━━━ RECORDED DATA

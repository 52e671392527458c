//! Error types for todo domain validation.

use super::TodoId;
use thiserror::Error;

/// Errors returned while constructing or validating todo values.
#[derive(Debug, Clone, Error, PartialEq, Eq)]
pub enum TodoDomainError {
    /// The todo text is empty after trimming.
    #[error("todo text must not be empty")]
    EmptyInput,

    /// The todo text exceeds the configured maximum length.
    #[error("todo text is {actual} characters long, the limit is {max}")]
    TooLong {
        /// Configured maximum length in characters.
        max: usize,
        /// Length of the trimmed input in characters.
        actual: usize,
    },

    /// Stored text carries surrounding whitespace.
    #[error("todo text must not start or end with whitespace")]
    Untrimmed,

    /// Two records share the same identifier.
    #[error("duplicate todo identifier: {0}")]
    DuplicateId(TodoId),

    /// The completion flag and completion timestamp disagree.
    #[error("todo {0} has a completion timestamp that does not match its state")]
    CompletionMismatch(TodoId),
}
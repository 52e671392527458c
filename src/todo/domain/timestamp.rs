//! ISO-8601 timestamp handling for persisted todo records.
//!
//! Timestamps are written with millisecond precision and a `Z` suffix
//! (`2024-05-01T09:30:00.000Z`). Decoding accepts any RFC 3339 value.

use chrono::{DateTime, SecondsFormat, SubsecRound, Utc};
use mockable::Clock;
use serde::{Deserialize, Deserializer, Serializer, de};

/// Returns the current clock time truncated to whole milliseconds.
///
/// Truncation keeps in-memory values equal to their persisted form.
#[must_use]
pub fn now_millis(clock: &impl Clock) -> DateTime<Utc> {
    clock.utc().trunc_subsecs(3)
}

/// Formats a timestamp in the persisted representation.
#[must_use]
pub fn format(value: &DateTime<Utc>) -> String {
    value.to_rfc3339_opts(SecondsFormat::Millis, true)
}

/// Parses an RFC 3339 timestamp into UTC.
///
/// # Errors
///
/// Returns [`chrono::ParseError`] when `raw` is not a valid RFC 3339 value.
pub fn parse(raw: &str) -> Result<DateTime<Utc>, chrono::ParseError> {
    DateTime::parse_from_rfc3339(raw).map(|value| value.with_timezone(&Utc))
}

pub(crate) fn serialize<S>(value: &DateTime<Utc>, serializer: S) -> Result<S::Ok, S::Error>
where
    S: Serializer,
{
    serializer.serialize_str(&format(value))
}

pub(crate) fn deserialize<'de, D>(deserializer: D) -> Result<DateTime<Utc>, D::Error>
where
    D: Deserializer<'de>,
{
    let raw = String::deserialize(deserializer)?;
    parse(&raw).map_err(de::Error::custom)
}

/// Optional timestamps; `null` and a missing field both decode to `None`.
pub(crate) mod option {
    use super::{DateTime, Deserialize, Deserializer, Serializer, Utc, de, format, parse};

    pub(crate) fn serialize<S>(
        value: &Option<DateTime<Utc>>,
        serializer: S,
    ) -> Result<S::Ok, S::Error>
    where
        S: Serializer,
    {
        match value {
            Some(timestamp) => serializer.serialize_str(&format(timestamp)),
            None => serializer.serialize_none(),
        }
    }

    pub(crate) fn deserialize<'de, D>(deserializer: D) -> Result<Option<DateTime<Utc>>, D::Error>
    where
        D: Deserializer<'de>,
    {
        Option::<String>::deserialize(deserializer)?
            .map(|raw| parse(&raw).map_err(de::Error::custom))
            .transpose()
    }
}
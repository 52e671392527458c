//! Shared helpers for file-backed store integration tests.

use camino::Utf8PathBuf;
use cap_std::ambient_authority;
use cap_std::fs_utf8::Dir;
use rstest::fixture;
use tempfile::TempDir;
use toist::todo::adapters::fs::FileKeyValueStore;

/// File store rooted in a temporary directory removed on drop.
pub struct TempStore {
    /// Store under test.
    pub store: FileKeyValueStore,
    /// Root directory of the store.
    pub root: Utf8PathBuf,
    _dir: TempDir,
}

impl TempStore {
    /// Lists the file names currently in the store directory.
    ///
    /// # Errors
    ///
    /// Returns an error if the directory cannot be read.
    pub fn file_names(&self) -> Result<Vec<String>, eyre::Report> {
        let dir = Dir::open_ambient_dir(&self.root, ambient_authority())?;
        let mut names = Vec::new();
        for entry in dir.entries()? {
            names.push(entry?.file_name()?);
        }
        Ok(names)
    }

    /// Reopens the store at the same root, as a later session would.
    ///
    /// # Errors
    ///
    /// Returns an error if the store cannot be opened.
    pub fn reopen(&self) -> Result<FileKeyValueStore, eyre::Report> {
        Ok(FileKeyValueStore::open(&self.root)?)
    }
}

/// Provides a file store in a fresh nested temporary directory.
///
/// The store root does not exist beforehand, so opening it also exercises
/// directory creation.
///
/// # Errors
///
/// Returns an error if the temporary directory or the store cannot be
/// created.
#[fixture]
pub fn temp_store() -> Result<TempStore, eyre::Report> {
    let dir = tempfile::tempdir()?;
    let base = Utf8PathBuf::from_path_buf(dir.path().to_path_buf())
        .map_err(|path| eyre::eyre!("temporary path is not UTF-8: {}", path.display()))?;
    let root = base.join("data");
    let store = FileKeyValueStore::open(&root)?;
    Ok(TempStore {
        store,
        root,
        _dir: dir,
    })
}
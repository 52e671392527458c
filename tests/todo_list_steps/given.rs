//! Given steps for todo list BDD scenarios.

use super::world::TodoListWorld;
use eyre::WrapErr;
use rstest_bdd_macros::given;
use toist::todo::{adapters::memory::InMemoryKeyValueStore, services::STORAGE_KEY};

#[given("an empty todo list")]
fn empty_todo_list(world: &mut TodoListWorld) -> Result<(), eyre::Report> {
    world
        .start_session()
        .wrap_err("start session over empty storage")
}

#[given("stored todos that cannot be decoded")]
fn corrupted_storage(world: &mut TodoListWorld) {
    world.store = InMemoryKeyValueStore::new().with_entry(STORAGE_KEY, "[{\"id\": 42");
}
//! Validated todo text.

use super::TodoDomainError;
use serde::{Deserialize, Serialize};
use std::fmt;

/// Default maximum todo text length in characters.
pub const DEFAULT_MAX_TEXT_LENGTH: usize = 500;

/// Trimmed, non-empty todo text.
///
/// The maximum length is supplied by the caller so that one configured bound
/// applies both to new input and to records read back from storage.
#[derive(Debug, Clone, PartialEq, Eq, Hash, Serialize, Deserialize)]
#[serde(transparent)]
pub struct TodoText(String);

impl TodoText {
    /// Trims `raw` and validates it against `max_length`.
    ///
    /// # Errors
    ///
    /// Returns [`TodoDomainError::EmptyInput`] when nothing remains after
    /// trimming, or [`TodoDomainError::TooLong`] when the trimmed text has
    /// more than `max_length` characters.
    pub fn parse(raw: &str, max_length: usize) -> Result<Self, TodoDomainError> {
        let trimmed = raw.trim();
        if trimmed.is_empty() {
            return Err(TodoDomainError::EmptyInput);
        }

        let actual = trimmed.chars().count();
        if actual > max_length {
            return Err(TodoDomainError::TooLong {
                max: max_length,
                actual,
            });
        }

        Ok(Self(trimmed.to_owned()))
    }

    /// Re-checks text that bypassed [`Self::parse`], such as decoded records.
    ///
    /// # Errors
    ///
    /// Returns the same errors as [`Self::parse`], or
    /// [`TodoDomainError::Untrimmed`] when the text is not already trimmed.
    pub fn validate(&self, max_length: usize) -> Result<(), TodoDomainError> {
        let parsed = Self::parse(&self.0, max_length)?;
        if parsed != *self {
            return Err(TodoDomainError::Untrimmed);
        }
        Ok(())
    }

    /// Returns the text as `str`.
    #[must_use]
    pub fn as_str(&self) -> &str {
        &self.0
    }
}

impl AsRef<str> for TodoText {
    fn as_ref(&self) -> &str {
        self.as_str()
    }
}

impl fmt::Display for TodoText {
    fn fmt(&self, f: &mut fmt::Formatter<'_>) -> fmt::Result {
        write!(f, "{}", self.0)
    }
}
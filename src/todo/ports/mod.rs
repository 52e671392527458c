//! Port contracts for todo persistence.
//!
//! Ports define infrastructure-agnostic interfaces used by todo services.

pub mod storage;

pub use storage::{KeyValueStore, StorageError, StorageResult};
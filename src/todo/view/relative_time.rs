//! Human-readable relative timestamps.

use chrono::{DateTime, Utc};

/// Describes how long ago `then` was, seen from `now`.
///
/// Recent moments read as "just now", then minutes, hours, "yesterday", and
/// days; anything a week or older falls back to a calendar date. Timestamps
/// in the future are treated as "just now".
///
/// # Examples
///
/// ```
/// use chrono::{Duration, TimeZone, Utc};
/// use toist::todo::view::format_relative;
///
/// let now = Utc.with_ymd_and_hms(2024, 5, 10, 12, 0, 0).unwrap();
/// assert_eq!(format_relative(now - Duration::minutes(5), now), "5 minutes ago");
/// assert_eq!(format_relative(now - Duration::days(1), now), "yesterday");
/// assert_eq!(format_relative(now - Duration::days(30), now), "Apr 10, 2024");
/// ```
#[must_use]
pub fn format_relative(then: DateTime<Utc>, now: DateTime<Utc>) -> String {
    let elapsed = now.signed_duration_since(then);
    let minutes = elapsed.num_minutes();
    let hours = elapsed.num_hours();
    let days = elapsed.num_days();

    if minutes < 1 {
        "just now".to_owned()
    } else if hours < 1 {
        ago(minutes, "minute")
    } else if days < 1 {
        ago(hours, "hour")
    } else if days == 1 {
        "yesterday".to_owned()
    } else if days < 7 {
        ago(days, "day")
    } else {
        then.format("%b %-d, %Y").to_string()
    }
}

fn ago(count: i64, unit: &str) -> String {
    if count == 1 {
        format!("1 {unit} ago")
    } else {
        format!("{count} {unit}s ago")
    }
}
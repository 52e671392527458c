//! Command-line front end for the toist todo list.
//!
//! Usage:
//!
//! ```text
//! toist [--data-dir <dir>] [--max-length <chars>] [list]
//! toist add <text>...
//! toist toggle <id>
//! toist delete <id>
//! toist clear-completed
//! ```
//!
//! Each invocation opens the store, loads the saved list, applies one
//! command, and prints the resulting list. The list is kept in
//! `<data-dir>/toist-todos.json`. Logging goes to stderr and is controlled by
//! `RUST_LOG` (default `warn`).

use camino::Utf8PathBuf;
use clap::{Parser, Subcommand};
use mockable::{Clock, DefaultClock};
use std::io::{self, Write};
use std::process::ExitCode;
use std::sync::Arc;
use thiserror::Error;
use toist::todo::{
    adapters::fs::FileKeyValueStore,
    domain::{DEFAULT_MAX_TEXT_LENGTH, TimestampIdGenerator, TodoId},
    ports::StorageError,
    services::{TodoConfig, TodoController, TodoNotice, TodoPersistence},
    view::TodoListView,
};
use tracing::error;
use tracing_subscriber::{EnvFilter, layer::SubscriberExt, util::SubscriberInitExt};

type FileController = TodoController<FileKeyValueStore, DefaultClock, TimestampIdGenerator>;

/// A small persistent todo list.
#[derive(Debug, Parser)]
#[command(name = "toist", version, about = "A small persistent todo list")]
struct Cli {
    /// Directory holding the saved todo list
    #[arg(long, env = "TOIST_DATA_DIR", default_value = ".toist")]
    data_dir: Utf8PathBuf,

    /// Maximum task length in characters
    #[arg(long, env = "TOIST_MAX_LENGTH", default_value_t = DEFAULT_MAX_TEXT_LENGTH)]
    max_length: usize,

    #[command(subcommand)]
    command: Option<Command>,
}

#[derive(Debug, Subcommand)]
enum Command {
    /// Show all tasks
    List,
    /// Add a task; words are joined with single spaces
    Add {
        /// Task text
        #[arg(required = true, num_args = 1..)]
        text: Vec<String>,
    },
    /// Mark a task done, or reopen a done task
    Toggle {
        /// Task identifier as shown by `list`
        id: String,
    },
    /// Delete a task
    Delete {
        /// Task identifier as shown by `list`
        id: String,
    },
    /// Delete every done task
    ClearCompleted,
}

#[derive(Debug, Error)]
enum CliError {
    #[error("could not open todo storage: {0}")]
    Storage(#[from] StorageError),
    #[error(transparent)]
    Session(#[from] TodoNotice),
    #[error("could not render the todo list: {0}")]
    Render(#[from] minijinja::Error),
    #[error("could not write output: {0}")]
    Output(#[from] io::Error),
}

fn init_tracing() {
    let filter = EnvFilter::try_from_default_env().unwrap_or_else(|_| EnvFilter::new("warn"));
    tracing_subscriber::registry()
        .with(filter)
        .with(tracing_subscriber::fmt::layer().with_writer(io::stderr))
        .init();
}

async fn apply(controller: &mut FileController, command: Command) -> Result<(), TodoNotice> {
    match command {
        Command::List => Ok(()),
        Command::Add { text } => controller.add(&text.join(" ")).await,
        Command::Toggle { id } => controller.toggle(&TodoId::new(id)).await.map(|_| ()),
        Command::Delete { id } => controller.delete(&TodoId::new(id)).await.map(|_| ()),
        Command::ClearCompleted => controller.clear_completed().await.map(|_| ()),
    }
}

async fn run(cli: Cli) -> Result<ExitCode, CliError> {
    let config = TodoConfig::default().with_max_text_length(cli.max_length);
    let clock = Arc::new(DefaultClock);
    let mut controller: FileController = TodoController::new(
        Arc::clone(&clock),
        Arc::new(TimestampIdGenerator),
        config.clone(),
    );

    let store = FileKeyValueStore::open(&cli.data_dir)?;
    controller
        .attach(TodoPersistence::new(Arc::new(store), &config))
        .await?;

    let applied = apply(&mut controller, cli.command.unwrap_or(Command::List)).await;

    let rendered = TodoListView::new(controller.list(), clock.utc())
        .with_notice(controller.notice())
        .render()?;
    writeln!(io::stdout().lock(), "{rendered}")?;

    Ok(if applied.is_ok() {
        ExitCode::SUCCESS
    } else {
        ExitCode::FAILURE
    })
}

#[tokio::main]
async fn main() -> ExitCode {
    init_tracing();
    match run(Cli::parse()).await {
        Ok(code) => code,
        Err(err) => {
            error!(error = %err, "toist failed");
            ExitCode::FAILURE
        }
    }
}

━━━━━━

__PROBLEM DESCRIPTION__:
Where a line of the entries above holds the word "FileKeyValueStore", return that line.

__SOLVED EXERCISE__:
use toist::todo::adapters::fs::FileKeyValueStore;
    pub store: FileKeyValueStore,
    pub fn reopen(&self) -> Result<FileKeyValueStore, eyre::Report> {
        Ok(FileKeyValueStore::open(&self.root)?)
    let store = FileKeyValueStore::open(&root)?;
    adapters::fs::FileKeyValueStore,
type FileController = TodoController<FileKeyValueStore, DefaultClock, TimestampIdGenerator>;
    let store = FileKeyValueStore::open(&cli.data_dir)?;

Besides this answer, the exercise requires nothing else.